## [MATERIAL PROVIDED]
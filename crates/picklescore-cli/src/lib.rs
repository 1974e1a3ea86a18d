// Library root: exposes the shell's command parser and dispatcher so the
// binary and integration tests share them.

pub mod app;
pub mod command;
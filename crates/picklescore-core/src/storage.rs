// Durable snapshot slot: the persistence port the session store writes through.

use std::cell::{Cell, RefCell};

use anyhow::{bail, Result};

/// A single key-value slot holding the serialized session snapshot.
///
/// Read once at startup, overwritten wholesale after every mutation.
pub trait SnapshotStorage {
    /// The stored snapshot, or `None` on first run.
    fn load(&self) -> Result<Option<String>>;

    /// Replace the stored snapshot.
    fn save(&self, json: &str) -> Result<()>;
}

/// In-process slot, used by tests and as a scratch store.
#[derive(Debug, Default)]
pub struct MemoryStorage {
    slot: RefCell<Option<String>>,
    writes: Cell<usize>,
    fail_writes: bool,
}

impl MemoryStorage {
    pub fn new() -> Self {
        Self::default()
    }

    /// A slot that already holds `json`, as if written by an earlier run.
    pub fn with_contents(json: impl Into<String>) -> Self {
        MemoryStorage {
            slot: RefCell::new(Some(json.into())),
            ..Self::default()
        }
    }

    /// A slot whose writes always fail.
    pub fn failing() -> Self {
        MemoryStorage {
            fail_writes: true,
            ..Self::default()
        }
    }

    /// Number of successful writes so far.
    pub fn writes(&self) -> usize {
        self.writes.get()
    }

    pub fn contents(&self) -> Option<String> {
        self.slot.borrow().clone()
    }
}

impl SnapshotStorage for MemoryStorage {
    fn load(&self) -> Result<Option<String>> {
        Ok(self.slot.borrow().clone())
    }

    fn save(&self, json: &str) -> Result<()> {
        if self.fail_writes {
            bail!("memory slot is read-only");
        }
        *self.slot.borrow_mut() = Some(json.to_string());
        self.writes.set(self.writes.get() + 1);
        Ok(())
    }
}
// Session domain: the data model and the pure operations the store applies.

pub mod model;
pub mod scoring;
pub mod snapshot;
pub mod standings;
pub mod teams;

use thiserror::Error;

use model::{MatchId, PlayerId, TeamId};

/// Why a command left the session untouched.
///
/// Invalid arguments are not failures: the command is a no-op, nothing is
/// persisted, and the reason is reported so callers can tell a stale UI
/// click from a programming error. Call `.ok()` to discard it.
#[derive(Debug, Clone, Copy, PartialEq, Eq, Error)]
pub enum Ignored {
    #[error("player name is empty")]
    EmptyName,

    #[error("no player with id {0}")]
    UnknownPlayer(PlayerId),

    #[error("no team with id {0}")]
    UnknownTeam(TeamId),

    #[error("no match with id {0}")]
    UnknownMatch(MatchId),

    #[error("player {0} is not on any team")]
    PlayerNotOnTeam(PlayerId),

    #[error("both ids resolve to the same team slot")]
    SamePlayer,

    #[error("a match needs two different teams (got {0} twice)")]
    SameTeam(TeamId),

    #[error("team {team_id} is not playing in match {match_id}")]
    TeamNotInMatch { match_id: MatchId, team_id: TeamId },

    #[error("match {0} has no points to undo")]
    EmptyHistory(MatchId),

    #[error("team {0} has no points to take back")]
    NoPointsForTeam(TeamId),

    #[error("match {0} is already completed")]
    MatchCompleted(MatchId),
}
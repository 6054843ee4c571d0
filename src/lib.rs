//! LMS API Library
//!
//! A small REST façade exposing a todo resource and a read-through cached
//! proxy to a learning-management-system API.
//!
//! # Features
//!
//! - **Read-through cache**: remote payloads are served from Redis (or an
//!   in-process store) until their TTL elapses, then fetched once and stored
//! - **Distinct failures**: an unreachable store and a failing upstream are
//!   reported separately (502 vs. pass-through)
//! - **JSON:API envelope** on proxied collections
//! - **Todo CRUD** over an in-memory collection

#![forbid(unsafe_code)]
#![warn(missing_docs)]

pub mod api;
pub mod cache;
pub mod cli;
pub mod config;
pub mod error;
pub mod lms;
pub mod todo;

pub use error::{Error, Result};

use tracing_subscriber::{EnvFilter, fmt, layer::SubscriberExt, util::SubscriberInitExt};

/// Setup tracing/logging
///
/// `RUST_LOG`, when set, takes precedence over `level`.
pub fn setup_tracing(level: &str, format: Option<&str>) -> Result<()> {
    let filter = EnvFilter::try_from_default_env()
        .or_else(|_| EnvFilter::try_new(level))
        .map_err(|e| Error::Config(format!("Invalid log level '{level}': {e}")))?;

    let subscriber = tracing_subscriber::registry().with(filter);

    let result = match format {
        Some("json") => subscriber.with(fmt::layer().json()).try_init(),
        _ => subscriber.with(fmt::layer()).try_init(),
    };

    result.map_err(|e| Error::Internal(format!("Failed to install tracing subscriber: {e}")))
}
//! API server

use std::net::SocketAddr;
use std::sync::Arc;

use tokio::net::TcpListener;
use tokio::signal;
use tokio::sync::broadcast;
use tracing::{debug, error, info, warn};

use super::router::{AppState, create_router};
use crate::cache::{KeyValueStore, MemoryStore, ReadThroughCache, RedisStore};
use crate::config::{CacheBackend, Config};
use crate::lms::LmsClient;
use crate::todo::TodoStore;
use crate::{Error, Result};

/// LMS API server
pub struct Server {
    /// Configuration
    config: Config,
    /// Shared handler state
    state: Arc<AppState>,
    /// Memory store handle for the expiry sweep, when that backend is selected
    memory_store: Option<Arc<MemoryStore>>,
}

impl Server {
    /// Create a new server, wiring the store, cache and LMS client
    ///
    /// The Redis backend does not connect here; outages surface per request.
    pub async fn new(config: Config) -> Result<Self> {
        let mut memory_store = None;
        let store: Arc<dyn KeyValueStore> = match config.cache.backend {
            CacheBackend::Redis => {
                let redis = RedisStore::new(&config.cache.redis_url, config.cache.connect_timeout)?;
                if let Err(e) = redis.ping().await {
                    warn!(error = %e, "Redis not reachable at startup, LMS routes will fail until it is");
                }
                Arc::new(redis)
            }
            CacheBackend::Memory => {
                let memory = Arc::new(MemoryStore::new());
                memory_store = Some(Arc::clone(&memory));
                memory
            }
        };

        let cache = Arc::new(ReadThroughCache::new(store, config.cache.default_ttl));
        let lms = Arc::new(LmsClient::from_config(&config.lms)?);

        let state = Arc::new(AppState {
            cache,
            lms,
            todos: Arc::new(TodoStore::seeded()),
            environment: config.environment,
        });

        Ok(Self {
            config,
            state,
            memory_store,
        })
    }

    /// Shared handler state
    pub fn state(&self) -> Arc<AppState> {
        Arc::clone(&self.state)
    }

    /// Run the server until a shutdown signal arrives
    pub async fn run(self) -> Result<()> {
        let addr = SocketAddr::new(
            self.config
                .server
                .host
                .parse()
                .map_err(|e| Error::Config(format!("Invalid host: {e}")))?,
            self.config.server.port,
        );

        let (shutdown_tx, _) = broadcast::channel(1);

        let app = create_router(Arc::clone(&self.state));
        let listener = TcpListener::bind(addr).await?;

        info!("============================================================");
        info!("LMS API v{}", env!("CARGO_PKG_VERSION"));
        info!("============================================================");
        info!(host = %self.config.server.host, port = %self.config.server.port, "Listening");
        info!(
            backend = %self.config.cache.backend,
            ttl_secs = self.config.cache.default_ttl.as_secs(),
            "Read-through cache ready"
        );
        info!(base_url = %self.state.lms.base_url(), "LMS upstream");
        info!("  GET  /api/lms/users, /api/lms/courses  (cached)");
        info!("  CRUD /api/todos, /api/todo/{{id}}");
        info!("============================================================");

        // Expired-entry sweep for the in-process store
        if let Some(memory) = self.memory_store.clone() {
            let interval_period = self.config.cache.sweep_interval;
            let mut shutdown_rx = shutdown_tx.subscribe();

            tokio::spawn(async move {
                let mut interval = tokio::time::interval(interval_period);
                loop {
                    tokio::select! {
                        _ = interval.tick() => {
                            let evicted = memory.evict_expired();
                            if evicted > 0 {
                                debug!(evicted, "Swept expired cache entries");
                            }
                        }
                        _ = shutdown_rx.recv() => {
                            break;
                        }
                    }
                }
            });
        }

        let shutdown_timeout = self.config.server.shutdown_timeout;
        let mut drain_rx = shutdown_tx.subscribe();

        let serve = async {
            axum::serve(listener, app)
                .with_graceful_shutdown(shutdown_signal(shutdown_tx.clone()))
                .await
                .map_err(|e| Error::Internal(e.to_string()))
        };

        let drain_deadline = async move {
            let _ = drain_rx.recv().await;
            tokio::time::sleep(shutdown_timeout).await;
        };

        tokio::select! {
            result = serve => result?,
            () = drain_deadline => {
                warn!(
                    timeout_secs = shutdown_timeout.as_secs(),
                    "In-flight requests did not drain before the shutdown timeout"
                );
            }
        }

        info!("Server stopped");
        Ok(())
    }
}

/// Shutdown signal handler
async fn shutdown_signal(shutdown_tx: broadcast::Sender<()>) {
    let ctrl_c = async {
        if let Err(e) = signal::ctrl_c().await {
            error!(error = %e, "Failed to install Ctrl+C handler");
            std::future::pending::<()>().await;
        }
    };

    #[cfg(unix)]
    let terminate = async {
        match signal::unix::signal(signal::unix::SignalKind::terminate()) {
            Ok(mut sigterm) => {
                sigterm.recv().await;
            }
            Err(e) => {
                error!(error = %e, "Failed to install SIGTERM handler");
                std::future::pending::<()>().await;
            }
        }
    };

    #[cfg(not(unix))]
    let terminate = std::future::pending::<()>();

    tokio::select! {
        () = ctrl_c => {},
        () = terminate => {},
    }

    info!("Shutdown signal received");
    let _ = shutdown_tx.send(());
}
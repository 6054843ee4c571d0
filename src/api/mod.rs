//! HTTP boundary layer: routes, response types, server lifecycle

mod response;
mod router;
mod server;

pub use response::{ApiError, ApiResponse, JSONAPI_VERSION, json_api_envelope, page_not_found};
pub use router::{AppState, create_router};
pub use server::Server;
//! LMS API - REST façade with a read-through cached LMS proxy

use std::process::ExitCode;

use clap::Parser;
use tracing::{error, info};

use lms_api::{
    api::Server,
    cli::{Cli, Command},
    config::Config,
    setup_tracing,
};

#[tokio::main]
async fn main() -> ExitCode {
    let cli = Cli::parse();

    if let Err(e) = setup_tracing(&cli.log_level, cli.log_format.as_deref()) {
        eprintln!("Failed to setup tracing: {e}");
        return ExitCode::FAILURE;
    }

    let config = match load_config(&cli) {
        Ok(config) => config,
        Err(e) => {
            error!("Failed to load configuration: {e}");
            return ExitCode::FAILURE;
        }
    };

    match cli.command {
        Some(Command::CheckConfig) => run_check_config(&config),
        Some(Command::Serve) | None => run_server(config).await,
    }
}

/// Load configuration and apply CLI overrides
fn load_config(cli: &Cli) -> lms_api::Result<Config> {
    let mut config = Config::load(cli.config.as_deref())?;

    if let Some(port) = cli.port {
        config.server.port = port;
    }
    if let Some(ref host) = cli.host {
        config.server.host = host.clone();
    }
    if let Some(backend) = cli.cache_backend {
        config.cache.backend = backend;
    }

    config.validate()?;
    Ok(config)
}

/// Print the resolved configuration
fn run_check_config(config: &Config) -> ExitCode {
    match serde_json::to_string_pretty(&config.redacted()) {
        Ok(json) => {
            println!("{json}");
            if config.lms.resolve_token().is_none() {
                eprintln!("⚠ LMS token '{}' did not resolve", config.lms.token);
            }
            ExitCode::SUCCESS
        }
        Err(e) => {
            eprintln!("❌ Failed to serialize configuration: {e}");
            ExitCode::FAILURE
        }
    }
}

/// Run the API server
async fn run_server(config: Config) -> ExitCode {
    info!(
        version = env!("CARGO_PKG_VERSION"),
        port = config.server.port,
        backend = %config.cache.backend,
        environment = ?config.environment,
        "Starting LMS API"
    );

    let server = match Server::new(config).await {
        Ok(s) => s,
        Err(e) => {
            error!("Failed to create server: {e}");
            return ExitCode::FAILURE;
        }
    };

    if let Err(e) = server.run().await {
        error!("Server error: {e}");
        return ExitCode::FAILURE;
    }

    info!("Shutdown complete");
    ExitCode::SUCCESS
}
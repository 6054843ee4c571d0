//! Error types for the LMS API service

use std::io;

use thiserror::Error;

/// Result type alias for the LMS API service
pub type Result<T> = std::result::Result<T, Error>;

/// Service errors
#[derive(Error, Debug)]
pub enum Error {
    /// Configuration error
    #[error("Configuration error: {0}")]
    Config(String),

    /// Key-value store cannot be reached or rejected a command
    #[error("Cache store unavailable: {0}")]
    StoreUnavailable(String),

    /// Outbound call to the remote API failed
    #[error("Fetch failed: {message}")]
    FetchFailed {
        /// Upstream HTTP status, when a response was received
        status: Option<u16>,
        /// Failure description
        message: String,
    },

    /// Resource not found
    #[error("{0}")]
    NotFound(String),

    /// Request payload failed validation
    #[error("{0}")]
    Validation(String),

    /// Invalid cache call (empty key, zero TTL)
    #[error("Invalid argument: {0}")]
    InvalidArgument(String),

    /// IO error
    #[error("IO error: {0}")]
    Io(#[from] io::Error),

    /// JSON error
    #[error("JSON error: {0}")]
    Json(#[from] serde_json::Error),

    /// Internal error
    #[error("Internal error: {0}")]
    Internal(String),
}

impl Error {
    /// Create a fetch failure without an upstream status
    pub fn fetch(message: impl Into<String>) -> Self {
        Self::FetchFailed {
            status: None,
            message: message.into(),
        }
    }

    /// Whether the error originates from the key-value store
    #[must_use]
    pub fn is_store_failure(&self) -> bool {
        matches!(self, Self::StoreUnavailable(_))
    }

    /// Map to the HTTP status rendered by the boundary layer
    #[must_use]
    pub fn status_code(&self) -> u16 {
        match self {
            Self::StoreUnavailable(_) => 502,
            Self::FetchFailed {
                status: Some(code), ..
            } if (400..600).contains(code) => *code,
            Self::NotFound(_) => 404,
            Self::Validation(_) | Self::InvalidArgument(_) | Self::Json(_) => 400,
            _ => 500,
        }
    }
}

## [AIM OF THE TASK]
Go line by line through the material above and return each one that includes "Library".

## [RESULT]
// Library root: exposes the shell's command parser and dispatcher so the
//! LMS API Library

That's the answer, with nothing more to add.